Luiz Fernando Cibin: Primeiramente, a família precisa autorizar a doação e esse paciente não pode ter nenhuma contraindicação. Ele também precisa estar clinicamente estável e ter condições para fazer o procedimento cirúrgico, passar pelo procedimento de captação.

As contraindicações são: tumores malignos, com exceção dos carcinomas basocelulares da pele, carcinoma in situ do colo uterino e tumores primitivos do sistema nervoso central; sorologia positiva para HIV ou para HTLV I e II; sepse ativa e não controlada; tuberculose em atividade; e infecções fúngicas ou virais graves, exceto hepatites B e C.

JC: Ainda há muitas dúvidas e incertezas sobre o diagnóstico de morte encefálica. Como ele é realizado?

Cibin: Desde 2017 existe um protocolo padrão, que é utilizado em todo o Brasil. São dois médicos com treinamento específico para isso e o paciente passa por dois testes clínicos, um teste de apneia e depois um exame complementar. Desde a implantação desse protocolo, tudo ficou ainda mais seguro.

JC: Recentemente, o ‘caso do apresentador Faustão levantou muitos questionamentos acerca da fila de espera e de como é feita a destinação do órgão.
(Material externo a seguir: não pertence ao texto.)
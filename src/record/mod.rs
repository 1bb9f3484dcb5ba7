//! Content records
//!
//! Every editor table (alliances, templates, quests, shops, items, maps) stores
//! the same shape of row: a stable numeric ID, a display name and a bag of
//! named fields. Rows live one per file:
//!
//! ```text
//! <db root>/
//! ├── alliance/
//! │   ├── 0.ron
//! │   └── 1.ron
//! ├── item_template/
//! │   └── 42.ron        # brotli-compressed or plain RON
//! └── ...
//! ```

mod codec;
mod table;

pub use codec::{decode_record, encode_record};
pub use table::RecordTable;

use crate::storage::StorageError;
use serde::{Deserialize, Serialize};
use std::collections::BTreeMap;
use std::fmt;
use std::str::FromStr;
use thiserror::Error;

/// Numeric record identifier, unique within one table
pub type RecordId = u32;

/// Error type for record operations
#[derive(Debug, Error)]
pub enum RecordError {
    #[error("storage error: {0}")]
    Storage(#[from] StorageError),
    #[error("serialization error: {0}")]
    Serialization(String),
    #[error("compression error: {0}")]
    Compression(String),
    #[error("validation error: {0}")]
    Validation(String),
}

impl RecordError {
    /// True when an exclusive insert lost to an existing row
    pub fn is_duplicate_key(&self) -> bool {
        matches!(self, RecordError::Storage(StorageError::AlreadyExists(_)))
    }
}

/// The tables of the content database
#[derive(Debug, Clone, Copy, PartialEq, Eq, PartialOrd, Ord, Hash, Serialize, Deserialize)]
pub enum TableKind {
    Alliance,
    CharacterTemplate,
    ItemTemplate,
    Quest,
    Shop,
    Item,
    Map,
}

impl TableKind {
    pub const ALL: [TableKind; 7] = [
        TableKind::Alliance,
        TableKind::CharacterTemplate,
        TableKind::ItemTemplate,
        TableKind::Quest,
        TableKind::Shop,
        TableKind::Item,
        TableKind::Map,
    ];

    /// Directory (and CLI) name of the table
    pub fn dir_name(&self) -> &'static str {
        match self {
            TableKind::Alliance => "alliance",
            TableKind::CharacterTemplate => "character_template",
            TableKind::ItemTemplate => "item_template",
            TableKind::Quest => "quest",
            TableKind::Shop => "shop",
            TableKind::Item => "item",
            TableKind::Map => "map",
        }
    }

    /// Largest ID the table's key column can hold
    ///
    /// Alliances use a byte key, items a signed 32-bit key, everything
    /// else an unsigned 16-bit key.
    pub fn default_max_id(&self) -> RecordId {
        match self {
            TableKind::Alliance => u8::MAX as RecordId,
            TableKind::Item => i32::MAX as RecordId,
            _ => u16::MAX as RecordId,
        }
    }
}

impl fmt::Display for TableKind {
    fn fmt(&self, f: &mut fmt::Formatter<'_>) -> fmt::Result {
        f.write_str(self.dir_name())
    }
}

impl FromStr for TableKind {
    type Err = String;

    fn from_str(s: &str) -> Result<Self, Self::Err> {
        let wanted = s.trim().to_ascii_lowercase().replace('-', "_");
        TableKind::ALL
            .iter()
            .copied()
            .find(|kind| kind.dir_name() == wanted)
            .ok_or_else(|| format!("unknown table '{}'", s))
    }
}

/// A single field value
#[derive(Debug, Clone, PartialEq, Serialize, Deserialize)]
pub enum FieldValue {
    Int(i64),
    Float(f64),
    Text(String),
    Bool(bool),
}

impl fmt::Display for FieldValue {
    fn fmt(&self, f: &mut fmt::Formatter<'_>) -> fmt::Result {
        match self {
            FieldValue::Int(v) => write!(f, "{}", v),
            FieldValue::Float(v) => write!(f, "{}", v),
            FieldValue::Text(v) => write!(f, "{:?}", v),
            FieldValue::Bool(v) => write!(f, "{}", v),
        }
    }
}

/// One row of a content table
#[derive(Debug, Clone, PartialEq, Serialize, Deserialize)]
pub struct Record {
    pub id: RecordId,

    /// Human-readable name shown in the editors
    pub name: String,

    /// Set on rows written by an ID reservation and cleared on first real save
    #[serde(default)]
    pub placeholder: bool,

    #[serde(default)]
    pub fields: BTreeMap<String, FieldValue>,
}

impl Record {
    pub fn new(id: RecordId, name: impl Into<String>) -> Self {
        Self {
            id,
            name: name.into(),
            placeholder: false,
            fields: BTreeMap::new(),
        }
    }

    /// The row written to hold a reserved ID, e.g. `new_quest_007`
    pub fn placeholder(kind: TableKind, id: RecordId) -> Self {
        Self {
            id,
            name: format!("new_{}_{:03}", kind.dir_name(), id),
            placeholder: true,
            fields: BTreeMap::new(),
        }
    }

    /// Builder-style field setter
    pub fn with_field(mut self, name: impl Into<String>, value: FieldValue) -> Self {
        self.fields.insert(name.into(), value);
        self
    }

    pub fn field(&self, name: &str) -> Option<&FieldValue> {
        self.fields.get(name)
    }
}

#[cfg(test)]
mod tests {
    use super::*;

    #[test]
    fn test_table_kind_parse() {
        assert_eq!("item_template".parse::<TableKind>(), Ok(TableKind::ItemTemplate));
        assert_eq!("Character-Template".parse::<TableKind>(), Ok(TableKind::CharacterTemplate));
        assert!("npc_chat".parse::<TableKind>().is_err());

        for kind in TableKind::ALL {
            assert_eq!(kind.to_string().parse::<TableKind>(), Ok(kind));
        }
    }

    #[test]
    fn test_default_max_ids() {
        assert_eq!(TableKind::Alliance.default_max_id(), 255);
        assert_eq!(TableKind::Shop.default_max_id(), 65535);
        assert_eq!(TableKind::Item.default_max_id(), 2_147_483_647);
    }

    #[test]
    fn test_placeholder_naming() {
        let record = Record::placeholder(TableKind::Quest, 7);
        assert_eq!(record.name, "new_quest_007");
        assert!(record.placeholder);
        assert!(record.fields.is_empty());

        let record = Record::placeholder(TableKind::Map, 1234);
        assert_eq!(record.name, "new_map_1234");
    }

    #[test]
    fn test_duplicate_key_detection() {
        let dup = RecordError::from(StorageError::AlreadyExists("shop/1.ron".into()));
        assert!(dup.is_duplicate_key());

        let other = RecordError::from(StorageError::Io("disk full".into()));
        assert!(!other.is_duplicate_key());
        assert!(!RecordError::Validation("bad".into()).is_duplicate_key());
    }
}
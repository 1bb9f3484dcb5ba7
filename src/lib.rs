//! BONNIE-DB: content record store for the BONNIE-32 editors
//!
//! Alliances, character templates, item templates, quests, shops, items and
//! maps are stored one record per RON file. New records get their IDs from
//! the free-ID search in [`free_id`], which probes upward for the lowest
//! unused ID and claims it with a placeholder row. Concurrent editors racing
//! for the same ID are settled by the store's exclusive create.
//!
//! ```no_run
//! use bonnie_db::{Database, DbConfig, TableKind};
//!
//! let db = Database::open(DbConfig::default());
//! let id = db.free_id(TableKind::ItemTemplate, true)?;
//! let mut record = db.table(TableKind::ItemTemplate).get(id)?;
//! record.name = "Rusty Sword".to_string();
//! db.table(TableKind::ItemTemplate).update(&record)?;
//! # Ok::<(), Box<dyn std::error::Error>>(())
//! ```

/// Version from Cargo.toml
pub const VERSION: &str = env!("CARGO_PKG_VERSION");

pub mod config;
pub mod database;
pub mod free_id;
pub mod record;
pub mod storage;

pub use config::{ConfigError, DbConfig, TableConfig};
pub use database::{Database, DbError};
pub use free_id::{find_free_id, next_free_value, FreeIdError, IdSpace, Reservation, SearchOptions};
pub use record::{FieldValue, Record, RecordError, RecordId, RecordTable, TableKind};
pub use storage::{Storage, StorageError, StorageMode};
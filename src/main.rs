//! Command-line access to the content database
//!
//! Usage:
//!   bonnie-db tables                      # List tables and their ID ranges
//!   bonnie-db used item_template          # IDs in use
//!   bonnie-db find quest --base 100       # Next free ID, without claiming it
//!   bonnie-db reserve shop                # Claim the next free ID
//!   bonnie-db show alliance 3             # Print one record
//!   bonnie-db release shop 12             # Give back an unused reservation
//!   bonnie-db purge shop                  # Drop all unused reservations

use anyhow::{Context, Result};
use bonnie_db::{Database, DbConfig, RecordId, TableKind, VERSION};
use clap::{Parser, Subcommand};
use std::path::PathBuf;

#[derive(Parser)]
#[command(name = "bonnie-db")]
#[command(about = "Content database tools for BONNIE-32", version = VERSION)]
struct Cli {
    /// Config file (defaults to ./bonnie-db.ron, then the user config dir)
    #[arg(long, global = true)]
    config: Option<PathBuf>,

    /// Database root, overrides the config
    #[arg(long, global = true)]
    root: Option<PathBuf>,

    #[command(subcommand)]
    command: Commands,
}

#[derive(Subcommand)]
enum Commands {
    /// List tables with their ID ranges
    Tables,
    /// Print the IDs in use
    Used { table: TableKind },
    /// Print the next free ID without claiming it
    Find {
        table: TableKind,
        #[arg(long)]
        base: Option<RecordId>,
    },
    /// Claim the next free ID with a placeholder record
    Reserve {
        table: TableKind,
        #[arg(long)]
        base: Option<RecordId>,
    },
    /// Print one record
    Show { table: TableKind, id: RecordId },
    /// Delete a placeholder record
    Release { table: TableKind, id: RecordId },
    /// Delete all placeholder records in a table
    Purge { table: TableKind },
}

fn main() -> Result<()> {
    env_logger::Builder::from_env(env_logger::Env::default().default_filter_or("info")).init();

    let cli = Cli::parse();

    let mut config =
        DbConfig::discover(cli.config.as_deref()).context("Failed to load config")?;
    if let Some(root) = cli.root {
        config.root = root;
    }
    let db = Database::open(config);

    match cli.command {
        Commands::Tables => tables(&db),
        Commands::Used { table } => used(&db, table),
        Commands::Find { table, base } => free_id(&db, table, base, false),
        Commands::Reserve { table, base } => free_id(&db, table, base, true),
        Commands::Show { table, id } => show(&db, table, id),
        Commands::Release { table, id } => release(&db, table, id),
        Commands::Purge { table } => purge(&db, table),
    }
}

fn tables(db: &Database) -> Result<()> {
    println!(
        "{} storage at {}",
        db.mode().label(),
        db.config().root.display()
    );
    for kind in TableKind::ALL {
        let count = db
            .table(kind)
            .used_ids()
            .with_context(|| format!("Failed to list {}", kind))?
            .len();
        println!(
            "{:<20} ids {}..={:<12} {} record(s)",
            kind.dir_name(),
            db.config().base(kind),
            db.config().max_id(kind),
            count
        );
    }
    Ok(())
}

fn used(db: &Database, table: TableKind) -> Result<()> {
    let ids = db
        .table(table)
        .used_ids()
        .with_context(|| format!("Failed to list {}", table))?;
    for id in ids {
        println!("{}", id);
    }
    Ok(())
}

fn free_id(db: &Database, table: TableKind, base: Option<RecordId>, reserve: bool) -> Result<()> {
    let base = base.unwrap_or_else(|| db.config().base(table));
    let id = db.free_id_from(table, base, reserve)?;
    println!("{}", id);
    Ok(())
}

fn show(db: &Database, table: TableKind, id: RecordId) -> Result<()> {
    let record = db
        .table(table)
        .get(id)
        .with_context(|| format!("Failed to read {} {}", table, id))?;

    println!("{} #{}: {}", table, record.id, record.name);
    if record.placeholder {
        println!("  (placeholder)");
    }
    for (name, value) in &record.fields {
        println!("  {} = {}", name, value);
    }
    Ok(())
}

fn release(db: &Database, table: TableKind, id: RecordId) -> Result<()> {
    if db.release(table, id)? {
        println!("Released {} {}", table, id);
    } else {
        println!("{} {} does not exist", table, id);
    }
    Ok(())
}

fn purge(db: &Database, table: TableKind) -> Result<()> {
    let purged = db.purge_placeholders(table)?;
    println!("Purged {} placeholder(s) from {}", purged, table);
    Ok(())
}
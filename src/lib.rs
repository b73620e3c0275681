//! Ctxweave: context-propagation refactoring kernel for Go codebases.
//!
//! This library automates threading a cancellation/deadline-carrying
//! context parameter through a target function or interface method and
//! every call site that invokes it, deciding per call site which context
//! expression to propagate from the enclosing lexical scope.

#![warn(missing_docs)]
// env_logger is used by src/main.rs (binary), not this library
#![expect(unused_crate_dependencies)]

pub mod apply;
pub mod cli;
pub mod confirm;
pub mod error;
pub mod instrument;
pub mod locate;
pub mod propagate;
pub mod rewrite;
pub mod scope;
pub mod tools;

/// Re-export common error types for convenience.
pub use error::{Result, WeaveError};

/// Ctxweave version.
pub const VERSION: &str = env!("CARGO_PKG_VERSION");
O que pode falar sobre isso?

Cibin: As pessoas tendem a desconfiar quando isso acontece por ser uma pessoa de poder aquisitivo alto e pela rapidez com que tudo ocorreu, mas todo esse processo é muito correto e criterioso, baseado na compatibilidade e depois na urgência. Vamos imaginar um paciente com morte cerebral que vai doar o coração. Esse coração é levado para o centro de transplante, onde serão realizados vários testes, como grupo sanguíneo e testes de compatibilidade – que incluem até mesmo o tamanho do tórax dos pacientes –, a partir dos quais são identificados os potenciais receptores. A partir destes testes, essa fila de potenciais receptores vai ficando menor. E então é considerado também a urgência do procedimento. Digamos que tu tens cem pessoas aguardando um coração e destas três são compatíveis e podem receber esse coração. Destas três, será escolhido aquele paciente que está em situação mais grave.